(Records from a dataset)
--- START ---

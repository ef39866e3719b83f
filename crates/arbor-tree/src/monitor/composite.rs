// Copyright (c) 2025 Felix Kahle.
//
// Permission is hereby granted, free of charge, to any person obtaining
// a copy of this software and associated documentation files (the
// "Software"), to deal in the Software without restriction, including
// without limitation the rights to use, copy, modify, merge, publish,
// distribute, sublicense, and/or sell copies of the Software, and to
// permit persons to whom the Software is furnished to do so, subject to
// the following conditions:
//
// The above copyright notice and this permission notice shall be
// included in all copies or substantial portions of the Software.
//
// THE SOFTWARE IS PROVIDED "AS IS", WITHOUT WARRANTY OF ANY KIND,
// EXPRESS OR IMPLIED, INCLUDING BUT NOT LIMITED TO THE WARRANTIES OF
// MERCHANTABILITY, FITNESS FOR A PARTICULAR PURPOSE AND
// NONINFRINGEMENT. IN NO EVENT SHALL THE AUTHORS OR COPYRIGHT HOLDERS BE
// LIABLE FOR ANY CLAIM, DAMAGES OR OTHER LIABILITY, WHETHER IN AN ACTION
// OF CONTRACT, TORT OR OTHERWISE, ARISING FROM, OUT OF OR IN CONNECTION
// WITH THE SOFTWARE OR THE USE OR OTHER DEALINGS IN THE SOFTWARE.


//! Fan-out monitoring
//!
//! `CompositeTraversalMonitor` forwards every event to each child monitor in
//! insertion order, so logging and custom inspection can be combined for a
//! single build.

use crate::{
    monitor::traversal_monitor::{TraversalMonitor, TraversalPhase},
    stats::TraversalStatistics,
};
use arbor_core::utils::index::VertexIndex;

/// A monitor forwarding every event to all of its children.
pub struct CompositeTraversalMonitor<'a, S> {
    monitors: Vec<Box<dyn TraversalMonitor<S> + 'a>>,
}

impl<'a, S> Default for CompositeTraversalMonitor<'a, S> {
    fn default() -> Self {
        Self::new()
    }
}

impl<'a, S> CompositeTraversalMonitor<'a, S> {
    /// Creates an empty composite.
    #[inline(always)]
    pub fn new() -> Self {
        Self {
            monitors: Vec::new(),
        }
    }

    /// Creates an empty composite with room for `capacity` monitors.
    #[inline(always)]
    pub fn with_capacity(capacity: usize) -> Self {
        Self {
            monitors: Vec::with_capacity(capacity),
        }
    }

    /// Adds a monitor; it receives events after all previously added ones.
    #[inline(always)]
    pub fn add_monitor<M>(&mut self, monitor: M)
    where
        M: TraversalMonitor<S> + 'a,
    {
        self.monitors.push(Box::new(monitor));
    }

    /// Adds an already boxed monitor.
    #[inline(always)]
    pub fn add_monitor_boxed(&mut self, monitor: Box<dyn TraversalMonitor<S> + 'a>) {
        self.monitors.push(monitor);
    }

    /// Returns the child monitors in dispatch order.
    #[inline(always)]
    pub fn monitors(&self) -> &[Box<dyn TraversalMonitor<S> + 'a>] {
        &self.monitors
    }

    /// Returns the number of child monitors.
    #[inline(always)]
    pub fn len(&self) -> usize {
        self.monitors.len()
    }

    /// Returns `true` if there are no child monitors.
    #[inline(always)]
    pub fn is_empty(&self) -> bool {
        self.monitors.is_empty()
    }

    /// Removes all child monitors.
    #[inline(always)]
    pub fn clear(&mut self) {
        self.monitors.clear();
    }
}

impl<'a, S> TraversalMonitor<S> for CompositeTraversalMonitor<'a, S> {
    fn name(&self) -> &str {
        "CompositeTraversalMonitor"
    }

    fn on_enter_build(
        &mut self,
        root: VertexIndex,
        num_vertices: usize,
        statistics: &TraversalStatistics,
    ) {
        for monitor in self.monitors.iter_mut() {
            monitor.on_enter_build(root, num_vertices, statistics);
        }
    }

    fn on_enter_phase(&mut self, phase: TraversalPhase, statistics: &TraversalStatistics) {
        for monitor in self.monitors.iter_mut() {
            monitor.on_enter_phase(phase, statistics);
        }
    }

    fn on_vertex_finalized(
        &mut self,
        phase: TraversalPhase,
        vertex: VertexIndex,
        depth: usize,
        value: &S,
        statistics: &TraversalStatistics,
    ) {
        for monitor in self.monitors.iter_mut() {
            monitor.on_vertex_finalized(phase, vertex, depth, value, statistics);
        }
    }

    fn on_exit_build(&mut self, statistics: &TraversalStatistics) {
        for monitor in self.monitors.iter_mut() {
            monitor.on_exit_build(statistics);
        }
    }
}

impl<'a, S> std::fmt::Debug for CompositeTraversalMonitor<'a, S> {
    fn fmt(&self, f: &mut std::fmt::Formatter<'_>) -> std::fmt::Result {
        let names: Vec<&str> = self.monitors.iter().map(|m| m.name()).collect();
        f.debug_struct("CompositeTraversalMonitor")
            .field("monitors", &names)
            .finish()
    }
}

--- END ---

What you should do. Return every line of the preceding records in which the word "VertexIndex" appears.

Output below.
use arbor_core::utils::index::VertexIndex;
        root: VertexIndex,
        vertex: VertexIndex,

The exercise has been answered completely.